Atlantic Seasonal Hurricane Frequency. Part I: El Niño and 30 mb Quasi-Biennial Oscillation Influences

Abstract

This is the first of two papers on Atlantic seasonal hurricane frequency. In this paper, seasonal hurricane frequency as related to E1 Niño events during 1900–82 and to the equatorial Quasi-Biennial Oscillation (QBO) of stratospheric zonal wind from 1950 to 1982 is discussed. It is shown that a substantial negative correlation is typically present between the seasonal number of hurricanes, hurricane days and tropical storms, and moderate or strong (15 cases) El Niñ off the South American west coast. A similar negative anomaly in hurricane activity occurs when equatorial winds at 30 mb are from an easterly direction and/or are becoming more easterly with time during the hurricane season. This association of Atlantic hurricane activity with El Niño can also be made with the Southern Oscillation Index. By contrast, seasonal hurricane frequency is slightly above normal in non-El Niño years and substantially above normal when equatorial stratospheric winds blow from a westerly direction and/or are becoming more westerly with time during the storm season.
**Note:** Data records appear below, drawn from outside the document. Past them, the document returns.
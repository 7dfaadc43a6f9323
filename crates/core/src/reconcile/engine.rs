//! Reconciliation engine.
//!
//! Starts from the comparison's `to` revision and replaces the new-side span
//! of every rejected hunk with its old text. Accepted hunks, explicit or by
//! default, keep the `to` content.

use std::collections::HashMap;

use tracing::{debug, info};

use super::{Decision, ReconciliationDecision};
use crate::comparison::{ClassifiedHunk, VersionComparison};
use crate::config::AppConfig;
use crate::diff::hunk::{join_lines, resolve_spans, split_lines, HunkSpan};
use crate::errors::ReconcileError;
use crate::models::{CandidateRevision, Revision, SectionKind};

/// Stateless reconciliation engine.
#[derive(Debug, Clone, Copy)]
pub struct ReconciliationEngine {
    default_decision: Decision,
}

impl Default for ReconciliationEngine {
    fn default() -> Self {
        Self::new(Decision::Accept)
    }
}

impl ReconciliationEngine {
    /// Create an engine applying `default_decision` to undecided hunks.
    pub fn new(default_decision: Decision) -> Self {
        Self { default_decision }
    }

    pub fn from_config(config: &AppConfig) -> Self {
        Self::new(config.reconcile.default_decision)
    }

    pub fn default_decision(&self) -> Decision {
        self.default_decision
    }

    /// Produce a candidate revision from `comparison`, the revision it
    /// targets, and the user's decisions.
    pub fn reconcile(
        &self,
        comparison: &VersionComparison,
        to: &Revision,
        decisions: &[ReconciliationDecision],
    ) -> Result<CandidateRevision, ReconcileError> {
        if to.id != comparison.to_revision_id {
            return Err(ReconcileError::RevisionMismatch {
                expected: comparison.to_revision_id.clone(),
                actual: to.id.clone(),
            });
        }

        let explicit = index_decisions(comparison, decisions)?;
        let effective = |hunk: &ClassifiedHunk| {
            explicit
                .get(hunk.hunk.id.as_str())
                .copied()
                .unwrap_or(self.default_decision)
        };

        info!(
            comparison = %comparison.id,
            hunks = comparison.hunks.len(),
            decisions = decisions.len(),
            default = %self.default_decision,
            "reconciling comparison"
        );

        let mut sections = to.sections.clone();
        let mut rejected_total = 0;

        for section in comparison.changed_sections() {
            let hunks: Vec<&ClassifiedHunk> = comparison.hunks_in(section).collect();
            let spans = resolve_spans(hunks.iter().map(|h| &h.hunk)).map_err(|e| {
                ReconcileError::StaleHunk {
                    hunk_id: e.hunk_id,
                    section: e.section.to_string(),
                }
            })?;

            let mut rejected: Vec<(&ClassifiedHunk, HunkSpan)> = hunks
                .iter()
                .zip(&spans)
                .filter(|(h, _)| effective(**h) == Decision::Reject)
                .map(|(h, span)| (*h, *span))
                .collect();
            if rejected.is_empty() {
                continue;
            }
            let all_rejected = rejected.len() == hunks.len();
            rejected_total += rejected.len();

            rejected.sort_by_key(|(_, span)| (span.new_start, span.new_end()));
            check_overlaps(section, &rejected)?;

            let text = roll_back(section, to.section_text(section), &rejected)?;
            debug!(%section, rejected = rejected.len(), "section rolled back");

            let declared = if all_rejected {
                comparison.from_sections.contains(&section)
            } else {
                comparison.to_sections.contains(&section)
            };
            if !text.is_empty() || declared {
                sections.insert(section, text);
            } else {
                sections.remove(&section);
            }
        }

        info!(
            comparison = %comparison.id,
            rejected = rejected_total,
            "candidate revision produced"
        );
        Ok(CandidateRevision::new(to.id.clone(), sections))
    }
}

/// Map hunk id to decision, rejecting unknown ids and contradictions.
fn index_decisions<'a>(
    comparison: &VersionComparison,
    decisions: &'a [ReconciliationDecision],
) -> Result<HashMap<&'a str, Decision>, ReconcileError> {
    let mut explicit: HashMap<&str, Decision> = HashMap::new();
    for d in decisions {
        let hunk = comparison
            .hunk(&d.hunk_id)
            .ok_or_else(|| ReconcileError::InvalidSectionReference(d.hunk_id.clone()))?;
        if let Some(previous) = explicit.insert(d.hunk_id.as_str(), d.decision) {
            if previous != d.decision {
                return Err(ReconcileError::OverlappingDecisionConflict {
                    section: hunk.hunk.section.to_string(),
                    hunk_ids: vec![d.hunk_id.clone()],
                });
            }
        }
    }
    Ok(explicit)
}

/// Rejected spans must be pairwise disjoint on the new side. Two
/// zero-length spans at the same position have no defined order either.
fn check_overlaps(
    section: SectionKind,
    rejected: &[(&ClassifiedHunk, HunkSpan)],
) -> Result<(), ReconcileError> {
    for pair in rejected.windows(2) {
        let (prev, prev_span) = pair[0];
        let (next, next_span) = pair[1];
        if next_span.new_start < prev_span.new_end() || next_span.new_start == prev_span.new_start {
            return Err(ReconcileError::OverlappingDecisionConflict {
                section: section.to_string(),
                hunk_ids: vec![prev.hunk.id.clone(), next.hunk.id.clone()],
            });
        }
    }
    Ok(())
}

/// Replace each rejected hunk's new span in `current` with its old lines.
/// `rejected` must be sorted by position and disjoint.
fn roll_back(
    section: SectionKind,
    current: &str,
    rejected: &[(&ClassifiedHunk, HunkSpan)],
) -> Result<String, ReconcileError> {
    let mut lines = split_lines(current);

    for (hunk, span) in rejected {
        let stale = || ReconcileError::StaleHunk {
            hunk_id: hunk.hunk.id.clone(),
            section: section.to_string(),
        };
        let covered = lines.get(span.new_start..span.new_end()).ok_or_else(stale)?;
        if covered != hunk.hunk.new_lines().as_slice() {
            return Err(stale());
        }
    }

    // Back to front so earlier spans keep their positions.
    for (hunk, span) in rejected.iter().rev() {
        lines.splice(span.new_start..span.new_end(), hunk.hunk.old_lines());
    }
    Ok(join_lines(&lines))
}
//! Shared styling utilities for the CLI.

use console::Style;

use revdiff_core::comparison::Severity;
use revdiff_core::diff::ChangeType;
use revdiff_core::reconcile::Decision;

/// Create a success-styled string (green with checkmark).
pub fn success(msg: &str) -> String {
    let style = Style::new().green();
    format!("{} {}", style.apply_to("✓"), msg)
}

/// Create a warning-styled string (yellow).
pub fn warn(msg: &str) -> String {
    let style = Style::new().yellow();
    format!("{} {}", style.apply_to("⚠"), msg)
}

/// Create a header-styled string (bold, white).
pub fn header(msg: &str) -> String {
    let style = Style::new().bold();
    style.apply_to(msg).to_string()
}

/// Create a dim-styled string.
pub fn dim(msg: &str) -> String {
    let style = Style::new().dim();
    style.apply_to(msg).to_string()
}

/// Severity label: high red, medium yellow, low dim.
pub fn severity(level: Severity) -> String {
    let style = match level {
        Severity::High => Style::new().red().bold(),
        Severity::Medium => Style::new().yellow(),
        Severity::Low => Style::new().dim(),
    };
    style.apply_to(level.to_string()).to_string()
}

/// Change type label (+ added, - removed, ~ modified).
pub fn change(kind: ChangeType) -> String {
    let (style, marker) = match kind {
        ChangeType::Added => (Style::new().green(), "+"),
        ChangeType::Removed => (Style::new().red(), "-"),
        ChangeType::Modified => (Style::new().cyan(), "~"),
    };
    style.apply_to(format!("{marker} {kind}")).to_string()
}

/// Decision label.
pub fn decision(decision: Decision) -> String {
    let style = match decision {
        Decision::Accept => Style::new().green(),
        Decision::Reject => Style::new().red(),
    };
    style.apply_to(decision.to_string()).to_string()
}

/// Breaking-change marker.
pub fn breaking(is_breaking: bool) -> String {
    if is_breaking {
        Style::new().red().bold().apply_to("BREAKING").to_string()
    } else {
        String::new()
    }
}
//! Review session lifecycle.
//!
//! A session wraps one built comparison and collects decisions for it:
//!
//! ```text
//! Built --decide--> Reviewing --reconcile--> Reconciled
//!   \______________reconcile_______________/
//! ```
//!
//! Reconciling with no decisions applies the default decision to every hunk.
//! A reconciled session is final.

use std::collections::BTreeMap;
use std::sync::Arc;

use serde::{Deserialize, Serialize};
use tracing::debug;

use super::{Decision, ReconciliationDecision, ReconciliationEngine};
use crate::comparison::VersionComparison;
use crate::errors::{ReconcileError, ReviewError};
use crate::models::{CandidateRevision, Revision};

/// States of a review session.
#[derive(Debug, Clone, Copy, Serialize, Deserialize, PartialEq, Eq)]
#[serde(rename_all = "snake_case")]
pub enum ReviewState {
    Built,
    Reviewing,
    Reconciled,
}

impl std::fmt::Display for ReviewState {
    fn fmt(&self, f: &mut std::fmt::Formatter<'_>) -> std::fmt::Result {
        match self {
            Self::Built => write!(f, "built"),
            Self::Reviewing => write!(f, "reviewing"),
            Self::Reconciled => write!(f, "reconciled"),
        }
    }
}

/// Decisions in progress for one comparison.
#[derive(Debug, Clone)]
pub struct ReviewSession {
    comparison: Arc<VersionComparison>,
    // Latest decision per hunk; re-deciding replaces.
    decisions: BTreeMap<String, ReconciliationDecision>,
    state: ReviewState,
}

impl ReviewSession {
    pub fn new(comparison: Arc<VersionComparison>) -> Self {
        Self {
            comparison,
            decisions: BTreeMap::new(),
            state: ReviewState::Built,
        }
    }

    pub fn state(&self) -> ReviewState {
        self.state
    }

    pub fn comparison(&self) -> &VersionComparison {
        &self.comparison
    }

    fn transition(&mut self, to: ReviewState) -> Result<(), ReviewError> {
        let allowed = matches!(
            (self.state, to),
            (ReviewState::Built, ReviewState::Reviewing)
                | (ReviewState::Reviewing, ReviewState::Reviewing)
                | (ReviewState::Built, ReviewState::Reconciled)
                | (ReviewState::Reviewing, ReviewState::Reconciled)
        );
        if !allowed {
            return Err(ReviewError::InvalidStateTransition {
                from: self.state.to_string(),
                to: to.to_string(),
            });
        }
        debug!(from = %self.state, to = %to, comparison = %self.comparison.id, "review state transition");
        self.state = to;
        Ok(())
    }

    /// Record a decision for `hunk_id`, replacing any earlier one.
    pub fn decide(&mut self, hunk_id: &str, decision: Decision) -> Result<(), ReviewError> {
        if self.comparison.hunk(hunk_id).is_none() {
            return Err(ReconcileError::InvalidSectionReference(hunk_id.to_string()).into());
        }
        self.transition(ReviewState::Reviewing)?;
        self.decisions
            .insert(hunk_id.to_string(), ReconciliationDecision::new(hunk_id, decision));
        Ok(())
    }

    pub fn accept(&mut self, hunk_id: &str) -> Result<(), ReviewError> {
        self.decide(hunk_id, Decision::Accept)
    }

    pub fn reject(&mut self, hunk_id: &str) -> Result<(), ReviewError> {
        self.decide(hunk_id, Decision::Reject)
    }

    /// Apply `decision` to every hunk of the comparison.
    pub fn decide_all(&mut self, decision: Decision) -> Result<(), ReviewError> {
        let ids: Vec<String> = self.comparison.hunks.iter().map(|h| h.hunk.id.clone()).collect();
        for id in ids {
            self.decide(&id, decision)?;
        }
        Ok(())
    }

    /// Decisions recorded so far, in hunk id order.
    pub fn decisions(&self) -> Vec<ReconciliationDecision> {
        self.decisions.values().cloned().collect()
    }

    /// Hunks with no explicit decision, in diff order.
    pub fn pending(&self) -> Vec<&str> {
        self.comparison
            .hunks
            .iter()
            .map(|h| h.hunk.id.as_str())
            .filter(|id| !self.decisions.contains_key(*id))
            .collect()
    }

    /// Produce the candidate revision and close the session.
    pub fn reconcile(
        &mut self,
        engine: &ReconciliationEngine,
        to: &Revision,
    ) -> Result<CandidateRevision, ReviewError> {
        if self.state == ReviewState::Reconciled {
            return Err(ReviewError::InvalidStateTransition {
                from: self.state.to_string(),
                to: ReviewState::Reconciled.to_string(),
            });
        }
        let candidate = engine.reconcile(&self.comparison, to, &self.decisions())?;
        self.transition(ReviewState::Reconciled)?;
        Ok(candidate)
    }
}

#[cfg(test)]
mod tests {
    use super::*;
    use crate::comparison::ComparisonBuilder;
    use crate::models::SectionKind;
    use semver::Version;

    fn setup() -> (Revision, Revision, ReviewSession) {
        let from = Revision::new("r1", Version::new(1, 0, 0), "alice")
            .with_section(SectionKind::Logic, "a\nb\nc\nd");
        let to = Revision::new("r2", Version::new(1, 1, 0), "alice")
            .with_section(SectionKind::Logic, "A\nb\nc\nD");
        let cmp = ComparisonBuilder::with_defaults().unwrap().compare(&from, &to);
        (from, to, ReviewSession::new(Arc::new(cmp)))
    }

    #[test]
    fn test_new_session_is_built() {
        let (_, _, session) = setup();
        assert_eq!(session.state(), ReviewState::Built);
        assert_eq!(session.pending(), vec!["logic-0", "logic-1"]);
    }

    #[test]
    fn test_decide_moves_to_reviewing_and_replaces() {
        let (_, to, mut session) = setup();
        session.reject("logic-0").unwrap();
        assert_eq!(session.state(), ReviewState::Reviewing);
        session.accept("logic-0").unwrap();
        assert_eq!(session.decisions().len(), 1);
        assert_eq!(session.decisions()[0].decision, Decision::Accept);
        assert_eq!(session.pending(), vec!["logic-1"]);

        let candidate = session
            .reconcile(&ReconciliationEngine::default(), &to)
            .unwrap();
        assert_eq!(candidate.section_text(SectionKind::Logic), "A\nb\nc\nD");
    }

    #[test]
    fn test_reject_all_then_reconcile() {
        let (from, to, mut session) = setup();
        session.decide_all(Decision::Reject).unwrap();
        let candidate = session
            .reconcile(&ReconciliationEngine::default(), &to)
            .unwrap();
        assert_eq!(session.state(), ReviewState::Reconciled);
        assert_eq!(candidate.sections, from.sections);
    }

    #[test]
    fn test_reconcile_without_decisions_uses_default() {
        let (_, to, mut session) = setup();
        let candidate = session
            .reconcile(&ReconciliationEngine::default(), &to)
            .unwrap();
        assert_eq!(candidate.sections, to.sections);
    }

    #[test]
    fn test_reconciled_session_is_final() {
        let (_, to, mut session) = setup();
        session
            .reconcile(&ReconciliationEngine::default(), &to)
            .unwrap();

        let err = session.reject("logic-0").unwrap_err();
        assert!(matches!(err, ReviewError::InvalidStateTransition { .. }));
        assert_eq!(
            err.to_string(),
            "invalid review state transition from reconciled to reviewing"
        );

        let err = session
            .reconcile(&ReconciliationEngine::default(), &to)
            .unwrap_err();
        assert!(matches!(err, ReviewError::InvalidStateTransition { .. }));
    }

    #[test]
    fn test_unknown_hunk_rejected() {
        let (_, _, mut session) = setup();
        let err = session.accept("markup-0").unwrap_err();
        assert!(matches!(
            err,
            ReviewError::Reconcile(ReconcileError::InvalidSectionReference(_))
        ));
        assert_eq!(session.state(), ReviewState::Built);
    }

    #[test]
    fn test_failed_reconcile_keeps_session_open() {
        let (from, _, mut session) = setup();
        let err = session
            .reconcile(&ReconciliationEngine::default(), &from)
            .unwrap_err();
        assert!(matches!(
            err,
            ReviewError::Reconcile(ReconcileError::RevisionMismatch { .. })
        ));
        assert_eq!(session.state(), ReviewState::Built);
    }
}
El Niño events are shown to be related to an anomalous increase in upper tropospheric westerly winds over the Caribbean basin and the equatorial Atlantic. Such anomalous westerly winds inhibit tropical cyclone activity by increasing tropospheric vertical wind shear and giving rise to a regional upper-level environment which is less anticyclonic and consequently less conductive to cyclone development and maintenance. The seasonal frequency of hurricane activity in storm basis elsewhere is much less affected by El Niño events and the QBO. Seasonal hurricane frequency in the Atlantic and the stratospheric QBO is hypothesized to be associated with the trade-wind nature of Atlantic cyclone formation. Tropical cyclone formation in the other storm basins is primarily associated with monsoon trough conditions which are absent in the Atlantic. Quasi-Biennial Oscillation-induced influences do not positively enhance monsoon trough region vorticity fields as they apparently do with cyclone formations within the trade winds. Part II discusses the utilization of the information in this paper for the development of a forecast scheme for seasonal hurricane activity variations.